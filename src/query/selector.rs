//! Series selector parsing
//!
//! Accepts `metric{label="value", ...}[range] @ {read_hints="..."}` and
//! nothing else. Aggregations and functions are not part of the grammar.

use super::duration::parse_duration_ms;
use super::hints::parse_read_hints;
use crate::proto::{MatchType, ReadHints};
use crate::{Error, Result};
use regex::Regex;
use std::sync::OnceLock;

/// One `label op "value"` clause
#[derive(Debug, Clone, PartialEq, Eq)]
pub struct SelectorMatcher {
    pub name: String,
    pub op: MatchType,
    pub value: String,
}

/// A parsed selector
#[derive(Debug, Clone, PartialEq)]
pub struct Selector {
    pub metric_name: String,
    pub matchers: Vec<SelectorMatcher>,
    /// Range in milliseconds from `[...]`, if given
    pub range_ms: Option<i64>,
    pub hints: Option<ReadHints>,
    /// Window bounds named by the read hints; they replace the range window
    pub start_ms: Option<i64>,
    pub end_ms: Option<i64>,
}

fn metric_name_re() -> &'static Regex {
    static RE: OnceLock<Regex> = OnceLock::new();
    RE.get_or_init(|| Regex::new(r"^\s*[a-zA-Z_:][a-zA-Z0-9_:]*").expect("valid metric regex"))
}

fn selector_re() -> &'static Regex {
    static RE: OnceLock<Regex> = OnceLock::new();
    RE.get_or_init(|| {
        Regex::new(r"^\s*([a-zA-Z_:][a-zA-Z0-9_:]*)\s*(?:\{(.*)\})?\s*(?:\[([^\]]*)\])?\s*$")
            .expect("valid selector regex")
    })
}

fn matcher_re() -> &'static Regex {
    static RE: OnceLock<Regex> = OnceLock::new();
    RE.get_or_init(|| {
        Regex::new(r#"^\s*([a-zA-Z_][a-zA-Z0-9_]*)\s*(!=|=~|!~|=)\s*"((?:[^"\\]|\\.)*)"\s*(?:,|$)"#)
            .expect("valid matcher regex")
    })
}

/// Parse a selector string.
pub fn parse_selector(input: &str) -> Result<Selector> {
    let (main, hints) = split_modifier(input);

    if !metric_name_re().is_match(main) {
        return Err(Error::InvalidQuery(
            "metric name not found in query".to_string(),
        ));
    }

    let caps = selector_re().captures(main).ok_or_else(|| {
        Error::InvalidQuery(format!("unexpected input in selector: {}", main.trim()))
    })?;

    let metric_name = caps[1].to_string();
    let matchers = match caps.get(2) {
        Some(block) => parse_matchers(block.as_str())?,
        None => Vec::new(),
    };
    let range_ms = caps
        .get(3)
        .map(|range| parse_duration_ms(range.as_str()))
        .transpose()
        .map_err(|e| match e {
            Error::InvalidQuery(msg) => Error::InvalidQuery(format!("invalid time range: {}", msg)),
            other => other,
        })?;
    let parsed = match hints {
        Some(text) => parse_read_hints(text)?,
        None => None,
    };
    let (hints, start_ms, end_ms) = match parsed {
        Some(parsed) => (Some(parsed.hints), parsed.start_ms, parsed.end_ms),
        None => (None, None, None),
    };

    Ok(Selector {
        metric_name,
        matchers,
        range_ms,
        hints,
        start_ms,
        end_ms,
    })
}

/// Split at the first `@` that is not inside a quoted label value.
fn split_modifier(input: &str) -> (&str, Option<&str>) {
    let mut in_quotes = false;
    let mut escaped = false;
    for (idx, c) in input.char_indices() {
        match c {
            _ if escaped => escaped = false,
            '\\' if in_quotes => escaped = true,
            '"' => in_quotes = !in_quotes,
            '@' if !in_quotes => return (&input[..idx], Some(&input[idx + 1..])),
            _ => {}
        }
    }
    (input, None)
}

/// Parse the inside of a `{...}` block.
///
/// `{}` means no matchers. A block holding only separators is rejected.
fn parse_matchers(block: &str) -> Result<Vec<SelectorMatcher>> {
    if block.is_empty() {
        return Ok(Vec::new());
    }
    if block.chars().all(|c| c == ',' || c.is_whitespace()) {
        return Err(Error::InvalidQuery(
            "empty label matcher block \"{}\" is invalid".to_string(),
        ));
    }

    let mut matchers = Vec::new();
    let mut rest = block;
    while !rest.trim().is_empty() {
        let caps = matcher_re().captures(rest).ok_or_else(|| {
            let clause = rest.split(',').next().unwrap_or(rest).trim();
            Error::InvalidQuery(format!("invalid label matcher: {}", clause))
        })?;

        let op = match &caps[2] {
            "=" => MatchType::Eq,
            "!=" => MatchType::Neq,
            "=~" => MatchType::Re,
            "!~" => MatchType::Nre,
            other => {
                return Err(Error::InvalidQuery(format!(
                    "unsupported operator: {}",
                    other
                )))
            }
        };
        matchers.push(SelectorMatcher {
            name: caps[1].to_string(),
            op,
            value: unescape(&caps[3]),
        });

        rest = &rest[caps[0].len()..];
    }

    Ok(matchers)
}

fn unescape(value: &str) -> String {
    let mut out = String::with_capacity(value.len());
    let mut chars = value.chars();
    while let Some(c) = chars.next() {
        if c == '\\' {
            match chars.next() {
                Some('"') => out.push('"'),
                Some('\\') => out.push('\\'),
                Some('n') => out.push('\n'),
                Some(other) => {
                    out.push('\\');
                    out.push(other);
                }
                None => out.push('\\'),
            }
        } else {
            out.push(c);
        }
    }
    out
}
━━━━━━━━━━
WORK ORDER: Which lines in the records above contain the string "crate"? Copy them.

ANSWER SECTION:
use crate::proto::{MatchType, ReadHints};
use crate::{Error, Result};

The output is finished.